Saturday, February 4, 2006
last weekend, i took my freak kid siblings to the funfair. i, for one to be frank, had never liked the place very much. blasting sounds of irrittating techno music n crowded with people im not sure why they were there, since they seemed lost to me after all...so, had it not been for those darlings, i wouldnt be there at the first place all my life (see how nice a sister i am??!!).
and i get to ride a rollercoaster.yup, it was my first attempt in..err, i dunno 16 years?? the thing is, i never like those extremely high velocity machine. it was my kid sis! she forced me to!! i told u she was a freak!!soo, i got into that horrible thing. i shut my eyes the whole ride..all i can remember was, my heart were pumping like mad, thank God it didnt explode!!Oh, yes....and i scream to the top of my lungs till the end hehehh...and this time seriously, for sure, i swear i'll keep my distance off that ferocious beast...end of story!
p/s:who ever invented those heartstopper thingy anyway??
Monday, January 30, 2006
Monday, January 30th, 2006
I love attending wedding receptions. Everybody looks happy, everybody looks pretty. Yesterday, my bestfriend Shima, got married to the luckiest man alive…. She of course, the prettiest of them all. I dunno why, but I think I love looking at brides.
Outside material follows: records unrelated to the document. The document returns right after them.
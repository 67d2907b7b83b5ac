//! Executable path resolution.

use std::path::PathBuf;

use satwrap_common::{ArchWidth, HarnessError, Solver, Tool, WrapperConfig};
use tracing::debug;

/// Executables selected for one invocation.
#[derive(Debug, Clone, PartialEq, Eq)]
pub struct ResolvedPaths {
    pub width: ArchWidth,
    pub solver: Solver,
    pub supervisor_path: PathBuf,
    pub solver_path: PathBuf,
}

/// Pick the supervisor and solver executables for `solver_name`.
///
/// The width is determined first, then the supervisor, then the solver, so
/// an unsupported host fails before the solver name is looked at.
///
/// # Errors
///
/// - [`HarnessError::UnsupportedArchitecture`] if the width is neither 32 nor 64
/// - [`HarnessError::UnknownSolver`] if `solver_name` is not a known solver
pub fn resolve_paths(
    config: &WrapperConfig,
    solver_name: &str,
) -> Result<ResolvedPaths, HarnessError> {
    let width = config.width()?;
    let supervisor_path = config.resolve(Tool::Supervisor, width);
    let solver: Solver = solver_name.parse()?;
    let solver_path = config.resolve(solver.into(), width);

    debug!(
        %width,
        %solver,
        supervisor = %supervisor_path.display(),
        solver_path = %solver_path.display(),
        "Resolved executables"
    );

    Ok(ResolvedPaths {
        width,
        solver,
        supervisor_path,
        solver_path,
    })
}
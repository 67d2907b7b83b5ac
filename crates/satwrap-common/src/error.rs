//! Error types for satwrap.
//!
//! This module defines the error taxonomy using `thiserror`:
//! - [`HarnessError`]: Failures of a single solver invocation, from argument
//!   handling through path resolution to spawning the supervisor

use std::io;

use thiserror::Error;

/// Errors that can end a solver invocation.
///
/// Every variant is terminal for the invocation: nothing is retried. The
/// resolution and spawn failures happen before a result line is printed, so
/// the wrapper must exit without reporting a fabricated outcome.
#[derive(Error, Debug)]
pub enum HarnessError {
    /// The host (or configured) architecture width is neither 32 nor 64 bits.
    #[error("Unsupported architecture: {bits}-bit")]
    UnsupportedArchitecture {
        /// The detected pointer width in bits.
        bits: u32,
    },

    /// The requested solver is not one of the known solvers.
    #[error("Unknown solver: '{name}'")]
    UnknownSolver {
        /// The solver name after quote and space stripping.
        name: String,
    },

    /// The supervisor process could not be started.
    #[error("Failed to spawn '{program}': {source}")]
    SubprocessSpawnFailure {
        /// The executable that was being spawned.
        program: String,
        #[source]
        source: io::Error,
    },

    /// The supervisor output lacked a line that the outcome requires.
    ///
    /// This is never returned from classification; it is logged and the
    /// runtime field is reported empty.
    #[error("Output parse anomaly: {reason}")]
    OutputParseAnomaly {
        /// Description of what was missing or malformed.
        reason: String,
    },

    /// A command-line argument could not be interpreted.
    #[error("Invalid request: {reason}")]
    InvalidRequest {
        /// Description of the invalid argument.
        reason: String,
    },
}

impl HarnessError {
    /// Create a new `UnknownSolver` error.
    pub fn unknown_solver(name: impl Into<String>) -> Self {
        Self::UnknownSolver { name: name.into() }
    }

    /// Create a new `SubprocessSpawnFailure` error.
    pub fn spawn_failure(program: impl Into<String>, source: io::Error) -> Self {
        Self::SubprocessSpawnFailure {
            program: program.into(),
            source,
        }
    }

    /// Create a new `OutputParseAnomaly` error.
    pub fn output_parse_anomaly(reason: impl Into<String>) -> Self {
        Self::OutputParseAnomaly {
            reason: reason.into(),
        }
    }

    /// Create a new `InvalidRequest` error.
    pub fn invalid_request(reason: impl Into<String>) -> Self {
        Self::InvalidRequest {
            reason: reason.into(),
        }
    }

    /// Returns `true` if the failure happened while resolving executable paths.
    pub fn is_resolution_failure(&self) -> bool {
        matches!(
            self,
            Self::UnsupportedArchitecture { .. } | Self::UnknownSolver { .. }
        )
    }

    /// Returns `true` if the supervisor could not be started.
    pub fn is_spawn_failure(&self) -> bool {
        matches!(self, Self::SubprocessSpawnFailure { .. })
    }
}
They look so glowing n flawless… if u ask me, I’d like to be as pretty as a bride!!Shima n hubby chose pink as their theme colour.Cute sangat!!"Pink is my favourite colour…Pink is the colour of passion" -Pink, Aerosmith eheheh…
So she’s married…I felt very happy for her, I really do…But no matter how hard I tried to convince her, she can see the sadness in my eyes…maybe laa…Ade lah sedih sikit.. Mana taknye…she’s the only friend I have remain in Kluang…and now she’s leaving…I will be left alone for the umphteenth times I dunno…I hate feeling this way..Feeling left out and unimportant anymore…Surely, things will never be the same again after this…She has her own things to priorities now…
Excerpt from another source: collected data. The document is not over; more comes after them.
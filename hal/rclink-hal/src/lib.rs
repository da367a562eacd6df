//! rclink Hardware Abstraction Layer
//!
//! This crate defines the two boundaries the link engine talks through,
//! so the same protocol code runs on any board (or on the host, in tests):
//!
//! ```text
//! ┌─────────────────────────────────────────┐
//! │  Application (rclink-firmware, etc.)    │
//! └─────────────────────────────────────────┘
//!                     │
//!                     ▼
//! ┌─────────────────────────────────────────┐
//! │  rclink-protocol (engine)               │
//! └─────────────────────────────────────────┘
//!                     │
//!                     ▼
//! ┌─────────────────────────────────────────┐
//! │  rclink-hal (this crate - traits)       │
//! └─────────────────────────────────────────┘
//!                     │
//!                     ▼
//!             ┌───────────────┐
//!             │  rclink-hal-  │
//!             │    rp2040     │
//!             └───────────────┘
//! ```
//!
//! # Traits
//!
//! - [`serial::SerialRx`], [`serial::SerialTx`] - Non-blocking byte transport
//! - [`clock::Clock`] - Monotonic millisecond tick source

#![no_std]
#![deny(unsafe_code)]

pub mod clock;
pub mod serial;

pub use clock::{Clock, ManualClock};
pub use serial::{Serial, SerialRx, SerialTx, UartConfig};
As for me??Oh well, as they say, life must go on…I have to move on no matter who got married right?It’s all written anyway, things happen for a reason…My time will come sooner or later..I’ll just have to wait for the ugly frog prince to appear..Or is it the other way round…hmmmm??
To shima and hubby, I wish them endless happiness n bright future ahead of them.My prayers will always be with u.Till death do them both apart.AMIN.